Ambulance records indicate severe health conditions that have escalated resulting in acute symptoms, often requiring urgent medical attention. During the COVID-19 pandemic our research team, led by Dr Harriet Moore from School of Geography with CaHRU and the Lincoln Institute for Rural Health, used ambulance attendance records from the East Midlands Ambulance NHS Trust (EMAS) to identify regions with unusually high rates of patients who were suspected to be severely ill from COVID-19, and to consider how the relationship between physical landscapes and societies is changing in response to emerging infectious diseases.
We identified 13 ‘unusual’ clusters and suggest that the drivers of vulnerability vary between urban and rural, as well as coastal and inland spaces. Further, spaces that are usually considered to be ‘healthy’, like parks and commons, may have become spaces of high risk in the context of contagion. Alongside this research, we investigated the mental health impacts of the first national ‘lockdown’ on people living in the East Midlands of the UK.

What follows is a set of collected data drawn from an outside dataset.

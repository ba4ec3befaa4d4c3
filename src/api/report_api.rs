// ==========================================
// 纺织工厂管理系统 - 报表 API
// ==========================================
// 职责: 月度利润分摊报表 + 单机台月度明细下钻
// 架构: API 层 → 报表引擎 (MonthlyReportEngine) → 数据源契约
// 说明: 报表为只读分析计算,零机台返回显式空报表标记,
//       数据源故障则整个请求失败,不返回部分结果
// ==========================================

use std::sync::Arc;

use crate::api::error::{ApiError, ApiResult};
use crate::domain::month::MonthWindow;
use crate::domain::report::{MachineMonthlyDetail, MonthlyReport};
use crate::engine::report::MonthlyReportEngine;
use crate::engine::repositories::ReportRepositories;
use crate::repository::OperationRepository;
use chrono::NaiveDateTime;

// ==========================================
// ReportApi - 报表 API
// ==========================================
pub struct ReportApi {
    /// 报表仓储聚合（兼作报表引擎的数据源）
    repositories: ReportRepositories,
    /// 运转台账仓储（仅下钻视图使用,不参与利润分摊）
    operation_repo: Arc<OperationRepository>,
    /// 月度报表引擎
    engine: MonthlyReportEngine,
}

impl ReportApi {
    /// 创建新的 ReportApi 实例
    pub fn new(repositories: ReportRepositories, operation_repo: Arc<OperationRepository>) -> Self {
        Self {
            repositories,
            operation_repo,
            engine: MonthlyReportEngine::new(),
        }
    }

    /// 生成月度利润分摊报表（以当前时刻为开放区间截止口径）
    pub fn get_monthly_report(&self, year: i32, month: u32) -> ApiResult<MonthlyReport> {
        self.get_monthly_report_at(year, month, chrono::Local::now().naive_local())
    }

    /// 生成月度利润分摊报表（指定当前时刻,供测试与回放使用）
    pub fn get_monthly_report_at(
        &self,
        year: i32,
        month: u32,
        now: NaiveDateTime,
    ) -> ApiResult<MonthlyReport> {
        Self::validate_month(year, month)?;

        let report = self.engine.generate(&self.repositories, year, month, now)?;
        Ok(report)
    }

    /// 单机台月度明细（机台主数据 + 当月运转/维修/生产/支出流水）
    pub fn get_machine_monthly_detail(
        &self,
        machine_id: &str,
        year: i32,
        month: u32,
    ) -> ApiResult<MachineMonthlyDetail> {
        if machine_id.trim().is_empty() {
            return Err(ApiError::InvalidInput("机台ID不能为空".to_string()));
        }
        let window = Self::validate_month(year, month)?;

        // 下钻视图允许查看已删除机台（历史追溯）
        let machine = self.repositories.machine_repo.get(machine_id)?;

        Ok(MachineMonthlyDetail {
            operations: self
                .operation_repo
                .list_for_machine_month(machine_id, &window)?,
            maintenance: self
                .repositories
                .maintenance_repo
                .list_for_machine_month(machine_id, &window)?,
            production: self
                .repositories
                .production_repo
                .list_for_machine_month(machine_id, &window)?,
            expenses: self
                .repositories
                .transaction_repo
                .list_machine_expenses_month(machine_id, &window)?,
            machine,
            year,
            month,
        })
    }

    // ===== 内部: 校验 =====

    fn validate_month(year: i32, month: u32) -> ApiResult<MonthWindow> {
        MonthWindow::new(year, month).ok_or_else(|| {
            ApiError::InvalidInput(format!("非法的报表月份: {}-{}", year, month))
        })
    }
}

Our analysis found that people of younger age, male gender, and South Asian and Black ethnicity are particularly vulnerable to experiencing acute mental health conditions during ‘lockdown’. Importantly, we observe that ambulance data represents groups in society who are typically underrepresented by common mental health research methods, like self-reporting. Males and people of minority ethnicity are less likely to engage with social surveys. Emergency medical data, like ambulance data, can be used to identify vulnerable groups during a pandemic, as well as under more ordinary circumstances.